Every year or so for the past several years, I’ve tried to set up a PC with Linux. I’ve built machines out of old parts, or created dual-booting setups on my main machine, to see once again if any of the manifold flavors of Linux has broken through my personal usability barrier.

I’ve always ended disappointed to varying degrees. I’ve tried all sorts of Linux distributions — Red Hat, Fedora, Gentoo, Debian, Linspire and on and on. I first discovered Knoppix a couple of years ago and that one got close — it actually managed to find and configure most of the hardware on my machine, but it renewed the search every time I booted up and was achingly slow (Knoppix really is designed to run from a CD, not from a hard drive installation).

Freespire, which is the free version of Linspire, also almost got me to take Linux seriously as a potential Windows replacement. But inevitably, I’d end up deleting my Linux partition from my hard drive and going back to Windows, either because I became frustrated with Linux’s gruesome software installation process or because I got bored of the pain I had to go through to get hardware working properly.

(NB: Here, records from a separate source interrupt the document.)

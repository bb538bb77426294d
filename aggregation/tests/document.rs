use aggregation::document::{IncludedItem, MatchDocument};
use pretty_assertions::assert_eq;
use serde_json::json;

fn raw_document() -> serde_json::Value {
    json!({
        "data": {
            "type": "match",
            "id": "m1",
            "attributes": {
                "gameMode": "squad-fpp",
                "mapName": "Baltic_Main",
                "isCustomMatch": true,
                "futureHeaderField": "kept"
            },
            "relationships": {
                "rosters": { "data": [{ "type": "roster", "id": "r1" }] }
            },
            "links": { "self": "https://api.example/matches/m1" }
        },
        "included": [
            {
                "type": "roster",
                "id": "r1",
                "attributes": {
                    "won": "true",
                    "stats": { "rank": 1, "teamId": 7, "futureStatField": 9 },
                    "futureRosterField": 42
                },
                "relationships": {
                    "participants": { "data": [{ "type": "participant", "id": "p1" }] }
                }
            },
            {
                "type": "participant",
                "id": "p1",
                "attributes": {
                    "stats": {
                        "name": "ace",
                        "kills": 3,
                        "winPlace": 1,
                        "futurePlayerField": 0.5
                    }
                }
            },
            { "type": "objective", "id": "o1", "attributes": { "kind": "bluezone" } }
        ]
    })
}

#[test]
fn unknown_keys_survive_a_round_trip() {
    let raw = raw_document();
    let document: MatchDocument = serde_json::from_value(raw.clone()).unwrap();

    // The typed views still work on top of the extra keys.
    assert_eq!(document.rosters().count(), 1);
    assert_eq!(document.participants().count(), 1);
    assert!(document.rosters().next().unwrap().won());

    let stored = serde_json::to_value(&document).unwrap();
    assert_eq!(stored["data"]["type"], json!("match"));
    assert_eq!(stored["data"]["relationships"], raw["data"]["relationships"]);
    assert_eq!(stored["data"]["links"], raw["data"]["links"]);
    assert_eq!(
        stored["data"]["attributes"]["futureHeaderField"],
        json!("kept")
    );
    assert_eq!(
        stored["included"][0]["attributes"]["futureRosterField"],
        json!(42)
    );
    assert_eq!(
        stored["included"][0]["attributes"]["stats"]["futureStatField"],
        json!(9)
    );
    assert_eq!(
        stored["included"][1]["attributes"]["stats"]["futurePlayerField"],
        json!(0.5)
    );
}

#[test]
fn unrecognized_included_records_are_kept_verbatim() {
    let raw = raw_document();
    let document: MatchDocument = serde_json::from_value(raw.clone()).unwrap();

    assert!(matches!(
        &document.included[2],
        IncludedItem::Unknown(value) if value["type"] == json!("objective")
    ));

    let stored = serde_json::to_value(&document).unwrap();
    assert_eq!(stored["included"][2], raw["included"][2]);
}
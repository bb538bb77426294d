use aggregation::document::{
    Flag, IncludedItem, MatchAttributes, MatchData, MatchDocument, ParticipantAttributes,
    ParticipantItem, ParticipantStats, RecordRef, RelationshipList, RosterAttributes,
    RosterItem, RosterRelationships, RosterStats, TeamId,
};

pub fn document(id: &str, custom: bool, included: Vec<IncludedItem>) -> MatchDocument {
    MatchDocument {
        data: MatchData {
            id: id.to_string(),
            attributes: MatchAttributes {
                is_custom_match: custom,
                game_mode: Some("squad-fpp".to_string()),
                map_name: Some("Baltic_Main".to_string()),
                duration: Some(1800),
                match_type: Some("custom".to_string()),
                ..MatchAttributes::default()
            },
            other: Default::default(),
        },
        included,
    }
}

pub fn roster(id: &str, team_id: i64, rank: i32, member_ids: &[&str]) -> IncludedItem {
    IncludedItem::Roster(RosterItem {
        id: id.to_string(),
        attributes: RosterAttributes {
            won: Some(Flag::Text(if rank == 1 { "true" } else { "false" }.to_string())),
            stats: RosterStats {
                rank: Some(rank),
                win_place: None,
                team_id: Some(TeamId::Number(team_id)),
                ..RosterStats::default()
            },
            ..RosterAttributes::default()
        },
        relationships: RosterRelationships {
            participants: RelationshipList {
                data: member_ids
                    .iter()
                    .map(|id| RecordRef { id: id.to_string() })
                    .collect(),
            },
        },
    })
}

pub fn participant(
    id: &str,
    name: &str,
    kills: i32,
    win_place: i32,
    death_type: Option<&str>,
) -> IncludedItem {
    IncludedItem::Participant(ParticipantItem {
        id: id.to_string(),
        attributes: ParticipantAttributes {
            stats: ParticipantStats {
                name: Some(name.to_string()),
                kills: Some(kills),
                win_place: Some(win_place),
                death_type: death_type.map(|d| d.to_string()),
                assists: Some(0),
                revives: Some(0),
                damage_dealt: Some(0.0),
                ..ParticipantStats::default()
            },
            ..ParticipantAttributes::default()
        },
    })
}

This year is different. This year, I discovered Ubuntu.

I’ve mulled over my next steps with my PC for a while now. Windows Vista is expensive, full of digital rights management nonsense, has a hopeless number of versions, requires a ton of horsepower to work properly and is overwhelmingly restrictive for hardware homebuilders like me (I’m perfectly willing to use a single copy for a single machine, but my machine evolves all of the time and I’m not about to buy a new version of Windows just because I updated a motherboard). I had a pile of old parts laying around, and I really wanted to put a media machine in my living room, so I once again dove into my Linux-related options.

Numerous Linux websites I visted listed Ubuntu as the most popular distribution, and other reviews raved about Ubuntu’s hardware detection capability, ease of use, ability to install software packages without the usual ridiculous Linux nonsense (tarballs? Please) and usefulness for newbies. Fair enough; I built a machine out of the old parts and put Ubuntu on it.

My first impression wasn’t great. Ubuntu didn’t detect the onboard graphics properly and didn’t work with the onboard sound in my Asus A8V-VM motherboard (a relatively new, but not super-new, board). Some Google searching — followed by my careful and annoying following of command-line installation directions — allowed me to find a video driver that worked and to modify a file to make the audio function fine.

It’s been all gravy since then. I really, really like Ubuntu — so much that it’s definitely going into the media server and I might even create a dual-boot machine on my main PC with Ubuntu. And Vista is definitely out for now — and with any luck, forever.

Ubuntu isn’t for everyone, but it is the distribution that might finally cause me to shift over to Linux. It still requires some command-line hacking, and it still forces you to occasionally think in those ridiculous nonsensical Linux terms, but it’s a big step in the right direction. And like all Linux distributions, it is capable of doing much more with much less hardware muscle than any Windows machine. I think I’m sold.